How is your day to day in woodswallow as an engineer?
My job is very versatile. At WoodSwallow we design and develop embedded systems and IoT products, with a particular focus on the field of smart energy metering and electric mobility. My job is to design and carry out a series of tests to check that these electrical or electronic devices will be able to achieve the required certification.
For example, we do a lot of work with the CE marking, which is the one provided by the European Union. This certification is one of the most demanding in the world.
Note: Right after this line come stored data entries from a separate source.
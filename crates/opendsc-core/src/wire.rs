//! Wire contracts between the LCM and the Pull Server

use chrono::{DateTime, Utc};
use serde::{Deserialize, Serialize};
use uuid::Uuid;

use crate::dsc::DscResult;
use crate::types::OperationKind;

/// First-time registration request, authorized by a shared registration key
#[derive(Debug, Clone, Serialize, Deserialize)]
pub struct RegisterRequest {
    /// The shared registration key (`rk_<id>_<secret>`)
    #[serde(rename = "registrationKey")]
    pub registration_key: String,
    /// Fully qualified domain name of the registering node
    pub fqdn: String,
    /// PEM-encoded client certificate the node will authenticate with
    #[serde(rename = "certificatePem")]
    pub certificate_pem: String,
}

/// Registration response carrying the issued node identity
#[derive(Debug, Clone, Serialize, Deserialize)]
pub struct RegisterResponse {
    #[serde(rename = "nodeId")]
    pub node_id: Uuid,
    pub fqdn: String,
}

/// Credential rotation request, authenticated by the current certificate
#[derive(Debug, Clone, Serialize, Deserialize)]
pub struct RotateCertificateRequest {
    /// PEM-encoded replacement certificate
    #[serde(rename = "certificatePem")]
    pub certificate_pem: String,
}

/// Response to the manifest checksum change check
#[derive(Debug, Clone, Serialize, Deserialize)]
pub struct ChecksumResponse {
    /// Manifest checksum of the node's currently resolved bundle
    pub checksum: String,
    /// Name of the assigned configuration or composite
    pub configuration: String,
    /// Resolved version string
    pub version: String,
    /// Entry-point file at the bundle root
    #[serde(rename = "entryPoint")]
    pub entry_point: String,
}

/// Compliance report submitted after a test or set run
#[derive(Debug, Clone, Serialize, Deserialize)]
pub struct ComplianceReportRequest {
    /// Which operation this report covers
    pub operation: OperationKind,
    /// Child process exit code
    #[serde(rename = "exitCode")]
    pub exit_code: i32,
    /// Whether every resource was in desired state after the operation
    #[serde(rename = "inDesiredState")]
    pub in_desired_state: bool,
    /// When the operation started
    #[serde(rename = "startedAt")]
    pub started_at: DateTime<Utc>,
    /// When the operation finished
    #[serde(rename = "endedAt")]
    pub ended_at: DateTime<Utc>,
    /// Full parsed result document, stored as the raw blob
    pub result: DscResult,
}

/// Stored compliance report as returned by the API
#[derive(Debug, Clone, Serialize, Deserialize)]
pub struct ComplianceReport {
    pub id: Uuid,
    #[serde(rename = "nodeId")]
    pub node_id: Uuid,
    pub operation: OperationKind,
    #[serde(rename = "exitCode")]
    pub exit_code: i32,
    #[serde(rename = "inDesiredState")]
    pub in_desired_state: bool,
    #[serde(rename = "submittedAt")]
    pub submitted_at: DateTime<Utc>,
}

#[cfg(test)]
mod tests {
    use super::*;

    #[test]
    fn test_register_request_wire_names() {
        let req = RegisterRequest {
            registration_key: "rk_abc_secret".into(),
            fqdn: "web-1.example.org".into(),
            certificate_pem: "-----BEGIN CERTIFICATE-----".into(),
        };
        let json = serde_json::to_value(&req).unwrap();
        assert!(json.get("registrationKey").is_some());
        assert!(json.get("certificatePem").is_some());
    }

    #[test]
    fn test_checksum_response_roundtrip() {
        let resp = ChecksumResponse {
            checksum: "ab".repeat(32),
            configuration: "WebServer".into(),
            version: "1.2.0".into(),
            entry_point: "main.dsc.yaml".into(),
        };
        let json = serde_json::to_string(&resp).unwrap();
        let back: ChecksumResponse = serde_json::from_str(&json).unwrap();
        assert_eq!(back.checksum, resp.checksum);
    }
}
To obtain it, a series of very important quality and safety controls must be passed.
Part of my job is to ensure that, from the early stages of product design, these quality and safety requirements are considered so that, when the time comes to certify the product, it goes through without any problems, saving our clients a considerable amount of time and money.
To this end, we carry out all kinds of tests on devices before sending them to official certification laboratories. We carry out tests related to electromagnetic compatibility, safety, radiation, radiofrequency, among many others. This is what allows us to buy any electrical or electronic device in the European Union with the peace of mind that they are safe products with very high-quality standards.